Common Misconceptions About Diabetes

As diabetes mellitus becomes more prevalent in our developed society, we need to clear up the many misconceptions about the condition.

Type 2 diabetes is very common and an ever increasingly prevalent illness that is largely preventable. Out of the 29.1 million diagnosed cases of diabetes, type 2 diabetes accounts for 90% to 95% of them.

By knowing more about the disease, we can do things to prevent the steep rise in its incidence, and hopefully prevent our children and their children from getting it.

Here Are The Most Common Misconceptions About Diabetes

“Diabetes only happens to old people.”

Diabetes can occur in a person of any age. For example, type 1 diabetes usually originates in children or young adults. It is an autoimmune disease that results in a lack of insulin being produced by the pancreas.

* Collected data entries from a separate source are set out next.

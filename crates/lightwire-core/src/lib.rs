//! Lightwire Core - Resource model, link graph and shadow types
//!
//! This crate provides the foundational types for Lightwire:
//! - Representations exchanged with peers and their typed decoding
//! - Resource model for lights and their switch, brightness and configuration sub-resources
//! - Link graph used to drive recursive discovery
//! - Shadow snapshot and desired-state delta types
//! - Naming-override store

pub mod link;
pub mod names;
pub mod representation;
pub mod resource;
pub mod shadow;

pub use link::{Link, Links, DEVICE_HREF};
pub use names::{FileNameStore, MemoryNameStore, NameStore, NameStoreError};
pub use representation::{Representation, RepresentationError};
pub use resource::{
    clamp_brightness, ApplyOutcome, Brightness, Configuration, Device, Light, LightChildren,
    Resource, ResourceKind, ResourceMode, ResourceRef, Switch,
};
pub use shadow::{DesiredDelta, LightSummary, ShadowSink, ShadowSnapshot};
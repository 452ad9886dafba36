//! REST API handlers

use axum::{extract::State, http::StatusCode, response::IntoResponse, Json};
use lightwire_core::DesiredDelta;
use serde::{Deserialize, Serialize};
use std::sync::Arc;
use tracing::info;

use crate::state::AppState;

/// API error response
#[derive(Serialize)]
struct ApiError {
    error: String,
}

impl ApiError {
    fn new(msg: impl Into<String>) -> Self {
        Self { error: msg.into() }
    }
}

/// Current shadow snapshot
pub async fn get_shadow(State(state): State<Arc<AppState>>) -> impl IntoResponse {
    Json(state.snapshot().await)
}

/// List every registered resource
pub async fn list_resources(State(state): State<Arc<AppState>>) -> impl IntoResponse {
    Json(state.pipeline.registry().entries().await)
}

/// Apply a desired-state delta to one light
pub async fn apply_desired(
    State(state): State<Arc<AppState>>,
    Json(delta): Json<DesiredDelta>,
) -> impl IntoResponse {
    if delta.is_empty() {
        return (
            StatusCode::BAD_REQUEST,
            Json(ApiError::new("Delta carries no field")),
        )
            .into_response();
    }
    if state
        .pipeline
        .registry()
        .light_summary(&delta.uri)
        .await
        .is_none()
    {
        return (
            StatusCode::NOT_FOUND,
            Json(ApiError::new("Light not found or not ready")),
        )
            .into_response();
    }

    info!(uri = %delta.uri, "Desired state received");
    let report = state.pipeline.reconciler().apply_delta(&delta).await;
    Json(report).into_response()
}

/// Trigger a discovery round
pub async fn trigger_discover(State(state): State<Arc<AppState>>) -> impl IntoResponse {
    info!("Manual discovery triggered");
    state.pipeline.discover();
    Json(serde_json::json!({ "status": "started" }))
}

/// Remove request body
#[derive(Deserialize)]
pub struct RemoveRequest {
    pub uri: String,
}

/// Remove a resource and its linked children
pub async fn remove_resource(
    State(state): State<Arc<AppState>>,
    Json(req): Json<RemoveRequest>,
) -> impl IntoResponse {
    info!(uri = %req.uri, "Remove resource requested");

    let removed = state.sweeper.remove(&req.uri).await;
    if removed.is_empty() {
        (
            StatusCode::NOT_FOUND,
            Json(ApiError::new("Resource not found")),
        )
            .into_response()
    } else {
        Json(serde_json::json!({
            "status": "removed",
            "removed": removed,
        }))
        .into_response()
    }
}

/// Simulated peer control request
#[derive(Deserialize)]
#[serde(rename_all = "camelCase")]
pub struct SimulatorRequest {
    /// URI of the simulated light
    pub uri: String,
    pub online: Option<bool>,
    pub power_on: Option<bool>,
    pub brightness: Option<i64>,
}

/// Change a simulated peer from outside the discovery pipeline
pub async fn control_simulator(
    State(state): State<Arc<AppState>>,
    Json(req): Json<SimulatorRequest>,
) -> impl IntoResponse {
    let Some(current) = state.network.light(&req.uri) else {
        return (
            StatusCode::NOT_FOUND,
            Json(ApiError::new("Simulated light not found")),
        )
            .into_response();
    };

    if let Some(online) = req.online {
        info!(uri = %req.uri, online, "Simulated light connectivity changed");
        state.network.set_online(&req.uri, online);
    }
    if req.power_on.is_some() || req.brightness.is_some() {
        let power_on = req.power_on.unwrap_or(current.power_on);
        let brightness = req.brightness.unwrap_or(current.brightness);
        state.network.push_state(&req.uri, power_on, brightness);
    }

    Json(state.network.light(&req.uri)).into_response()
}
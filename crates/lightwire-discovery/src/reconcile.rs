//! Reconciliation and write-back
//!
//! A desired change is turned into a [`WritePlan`] by a single decision
//! function keyed on the light's latched mode: monolithic lights get one
//! PUT of their full representation, composite lights get one write per
//! affected sub-resource, using POST where the sub-resource's prefix
//! requires append-style updates. Fields whose sub-resource is missing or
//! was never fetched are skipped and reported.

use lightwire_core::{DesiredDelta, Light, Resource, ResourceMode, ShadowSnapshot};
use lightwire_transport::{Method, ResourceTransport};
use serde::Serialize;
use std::sync::Arc;
use tracing::{debug, info, warn};

use crate::classify::UriPrefixes;
use crate::registry::Registry;
use crate::shadow::ShadowPublisher;

/// How a sub-resource is written
#[derive(Debug, Clone, Copy, PartialEq, Eq, Serialize)]
#[serde(rename_all = "lowercase")]
pub enum WriteVerb {
    /// Full replace (PUT)
    Replace,
    /// Append-style update (POST)
    Append,
}

impl WriteVerb {
    pub fn method(self) -> Method {
        match self {
            Self::Replace => Method::Put,
            Self::Append => Method::Post,
        }
    }
}

/// A field assignment carried by a write
#[derive(Debug, Clone, PartialEq, Eq, Serialize)]
#[serde(rename_all = "camelCase")]
pub enum Assignment {
    PowerOn(bool),
    Brightness(i64),
    Name(String),
}

impl Assignment {
    fn field(&self) -> &'static str {
        match self {
            Self::PowerOn(_) => "powerOn",
            Self::Brightness(_) => "brightness",
            Self::Name(_) => "name",
        }
    }

    /// Apply to a resource, returning false when the resource does not
    /// carry this field
    fn apply(&self, resource: &mut Resource) -> bool {
        match (self, resource) {
            (Self::PowerOn(on), Resource::Light(light)) => {
                light.set_power_on(*on);
            }
            (Self::Brightness(level), Resource::Light(light)) => {
                light.set_brightness(*level);
            }
            (Self::Name(name), Resource::Light(light)) => {
                light.set_name(name.as_str());
            }
            (Self::PowerOn(on), Resource::Switch(switch)) => {
                switch.set_value(*on);
            }
            (Self::Brightness(level), Resource::Brightness(brightness)) => {
                brightness.set_level(*level);
            }
            (Self::Name(name), Resource::Configuration(config)) => {
                config.set_name(name.as_str());
            }
            _ => return false,
        }
        true
    }
}

/// One write to issue
#[derive(Debug, Clone, PartialEq, Eq, Serialize)]
pub struct WriteStep {
    pub uri: String,
    pub verb: WriteVerb,
    pub assignments: Vec<Assignment>,
}

/// A field that could not be written
#[derive(Debug, Clone, PartialEq, Eq, Serialize)]
pub struct SkippedField {
    pub field: &'static str,
    pub reason: String,
}

/// Writes required to apply a desired change
#[derive(Debug, Clone, Default, PartialEq, Eq, Serialize)]
pub struct WritePlan {
    pub steps: Vec<WriteStep>,
    pub skipped: Vec<SkippedField>,
}

impl WritePlan {
    fn skip(&mut self, assignment: &Assignment, reason: impl Into<String>) {
        self.skipped.push(SkippedField {
            field: assignment.field(),
            reason: reason.into(),
        });
    }
}

/// Decide how to write `assignments` to `light`.
///
/// `child_ready` reports whether a sub-resource is registered and has been
/// fetched at least once.
pub fn plan_write(
    light: &Light,
    assignments: Vec<Assignment>,
    child_ready: impl Fn(&str) -> bool,
    prefixes: &UriPrefixes,
) -> WritePlan {
    let mut plan = WritePlan::default();

    match light.mode() {
        None => {
            for assignment in &assignments {
                plan.skip(assignment, "light has not been fetched yet");
            }
        }
        Some(ResourceMode::Monolithic) => {
            if !assignments.is_empty() {
                plan.steps.push(WriteStep {
                    uri: light.uri.clone(),
                    verb: WriteVerb::Replace,
                    assignments,
                });
            }
        }
        Some(ResourceMode::Composite) => {
            for assignment in assignments {
                let child = match &assignment {
                    Assignment::PowerOn(_) => light.children.switch.as_deref(),
                    Assignment::Brightness(_) => light.children.brightness.as_deref(),
                    Assignment::Name(_) if !prefixes.supports_rename(&light.uri) => {
                        plan.skip(&assignment, "light does not support rename");
                        continue;
                    }
                    Assignment::Name(_) => light.children.configuration.as_deref(),
                };
                match child {
                    Some(uri) if child_ready(uri) => {
                        let verb = if prefixes.requires_append_update(uri) {
                            WriteVerb::Append
                        } else {
                            WriteVerb::Replace
                        };
                        plan.steps.push(WriteStep {
                            uri: uri.to_string(),
                            verb,
                            assignments: vec![assignment],
                        });
                    }
                    Some(uri) => plan.skip(&assignment, format!("{uri} has not been fetched yet")),
                    None => plan.skip(&assignment, "sub-resource not discovered"),
                }
            }
        }
    }

    plan
}

/// Writes issued and fields skipped while applying a desired change
#[derive(Debug, Clone, Default, PartialEq, Eq, Serialize)]
pub struct WriteReport {
    pub issued: Vec<(Method, String)>,
    pub skipped: Vec<SkippedField>,
}

/// Applies desired state to discovered lights and refreshes the shadow
pub struct Reconciler {
    registry: Arc<Registry>,
    transport: Arc<dyn ResourceTransport>,
    prefixes: Arc<UriPrefixes>,
    shadow: Option<Arc<ShadowPublisher>>,
}

impl Reconciler {
    pub fn new(
        registry: Arc<Registry>,
        transport: Arc<dyn ResourceTransport>,
        prefixes: Arc<UriPrefixes>,
        shadow: Option<Arc<ShadowPublisher>>,
    ) -> Self {
        Self {
            registry,
            transport,
            prefixes,
            shadow,
        }
    }

    pub fn shadow(&self) -> Option<&Arc<ShadowPublisher>> {
        self.shadow.as_ref()
    }

    /// Rebuild the snapshot from the registry and publish it when a shadow
    /// is attached
    pub async fn refresh_shadow(&self) -> ShadowSnapshot {
        let snapshot = ShadowSnapshot::new(self.registry.light_summaries().await);
        if let Some(shadow) = &self.shadow {
            shadow.publish(snapshot.clone()).await;
        }
        snapshot
    }

    pub async fn apply_desired_power_and_brightness(
        &self,
        uri: &str,
        power_on: bool,
        brightness: i64,
    ) -> WriteReport {
        self.apply(
            uri,
            vec![Assignment::PowerOn(power_on), Assignment::Brightness(brightness)],
        )
        .await
    }

    /// Record the override name, then write it to the peer when the light
    /// can be renamed
    pub async fn apply_desired_name(&self, uri: &str, name: &str) -> WriteReport {
        if !matches!(self.registry.resource(uri).await, Some(Resource::Light(_))) {
            debug!(uri = %uri, "Rename requested for a resource that is not a light");
            return WriteReport::default();
        }
        if let Err(e) = self.registry.names().set_name_for_uri(uri, name) {
            warn!(uri = %uri, error = %e, "Failed to store name override");
        }
        let report = self.apply(uri, vec![Assignment::Name(name.to_string())]).await;
        self.refresh_shadow().await;
        report
    }

    /// Apply a desired-state delta against the current snapshot entry
    pub async fn apply_delta(&self, delta: &DesiredDelta) -> WriteReport {
        let Some(current) = self.registry.light_summary(&delta.uri).await else {
            debug!(uri = %delta.uri, "Delta for unknown or unready light ignored");
            return WriteReport::default();
        };

        let mut report = WriteReport::default();
        if let Some(name) = delta.name.as_deref() {
            if name != current.name {
                report = self.apply_desired_name(&delta.uri, name).await;
            }
        }

        let power_on = delta.power_on.unwrap_or(current.power_on);
        let brightness = delta
            .brightness
            .unwrap_or_else(|| i64::from(current.brightness));
        let power_changed = power_on != current.power_on;
        let brightness_changed =
            lightwire_core::clamp_brightness(brightness) != current.brightness;
        if power_changed || brightness_changed {
            let written = self
                .apply_desired_power_and_brightness(&delta.uri, power_on, brightness)
                .await;
            report.issued.extend(written.issued);
            report.skipped.extend(written.skipped);
        }
        report
    }

    async fn apply(&self, uri: &str, assignments: Vec<Assignment>) -> WriteReport {
        let Some(Resource::Light(light)) = self.registry.resource(uri).await else {
            debug!(uri = %uri, "Write-back requested for unknown light");
            return WriteReport::default();
        };

        let mut ready = Vec::new();
        for child in light.children.uris() {
            if self
                .registry
                .resource(child)
                .await
                .is_some_and(|r| r.is_initialized())
            {
                ready.push(child.to_string());
            }
        }
        let plan = plan_write(
            &light,
            assignments,
            |child| ready.iter().any(|r| r == child),
            &self.prefixes,
        );
        for skipped in &plan.skipped {
            warn!(uri = %uri, field = skipped.field, reason = %skipped.reason, "Write-back skipped");
        }

        let mut report = WriteReport {
            issued: Vec::new(),
            skipped: plan.skipped,
        };
        for step in plan.steps {
            if let Some(method) = self.execute(&step).await {
                report.issued.push((method, step.uri));
            }
        }
        report
    }

    async fn execute(&self, step: &WriteStep) -> Option<Method> {
        let handle = self.registry.handle(&step.uri).await?;
        let body = self
            .registry
            .update(&step.uri, |resource| {
                for assignment in &step.assignments {
                    if !assignment.apply(resource) {
                        warn!(uri = %step.uri, field = assignment.field(), "Field not carried by resource");
                    }
                }
                resource.to_representation()
            })
            .await?;

        let method = step.verb.method();
        let result = match method {
            Method::Post => self.transport.post(&handle, &body),
            _ => self.transport.put(&handle, &body),
        };
        match result {
            Ok(()) => {
                info!(uri = %step.uri, method = %method, "Write-back issued");
                Some(method)
            }
            Err(e) => {
                warn!(uri = %step.uri, method = %method, error = %e, "Write-back failed");
                None
            }
        }
    }
}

Without insulin to counteract the elevations in blood sugar that naturally happen when we eat, the blood sugar becomes out of control. In type 2 diabetes, the main problem is one of resistance to insulin. There is often an increase in the level of insulin in the body but the insulin isn’t effective in getting the sugar into the cells.
One of the risk factors of type 2 diabetes is obesity, which can happen even in childhood. In fact, one of the fastest growing populations of people to get diabetes is children. The incidence of diabetes mellitus definitely increases with age but it is not confined to that
population.

“You can’t get diabetes if it doesn’t run in your family.”

Diabetes is a complex disorder involving abnormal sugar metabolism. Doctors know that genetics plays a role in who gets the disease and who doesn’t get the disease but that this is just part of the picture. Diabetes is a problem of genetics and environment.
Even without a solid family history of diabetes, bad habits like not getting enough exercise or not eating properly can contribute just as much too getting diabetes as can your genes. There has been a vast increase in inactivity and the eating of processed, high sugar foods in society so that even people without a family history of diabetes can get the disease.

“Weight loss can cure diabetes.”

The truth is that nothing can cure diabetes once you get it. In most cases, diabetes mellitus is of the type 2 variety, in which the cells are resistant to the insulin the pancreas puts out. Insulin resistance tends to be more prevalent in people that are overweight but the underlying process is still there even if you lose the weight again.
Your blood sugar numbers might look a lot better on paper but you are still considered diabetic. For the rest of your life, you will live with the insulin resistance that just happens to be less of a problem when you are of normal or low weight. Even thin people, depending on other risk factors, can develop diabetes.

You can’t eat any sugar if you have diabetes.”

Sugar intake isn’t the only problem in diabetes and even if you take in no sugar, you could have high circulating blood sugars. In the same way, you can consume some sugar while being a diabetic. It’s all about quantity of sugar and the balance of sugar as it pertains to the rest of your diet. In fact, up to 60 percent of your diet should contain carbohydrates, including simple sugars from fruit. Scientists now know that depriving yourself of simple sugars won’t necessarily eliminate the phenomenon of diabetes and that some sugar will not hurt you.

“Pregnant women can develop diabetes.”

There is a condition in pregnancy called gestational diabetes in which insulin resistance develops as a response to the hormonal milieu that is pregnancy. It can cause blood sugars to rise and to feed the unborn fetus too much sugar. A baby exposed to too much sugar in the uterus can become too big to be delivered naturally and its risk of stillbirth is greater. Fortunately, this kind of diabetes goes away once the baby is born and the blood sugars normalize. There is, however, a greater chance that a woman with gestational diabetes will develop type 2 diabetes later in life.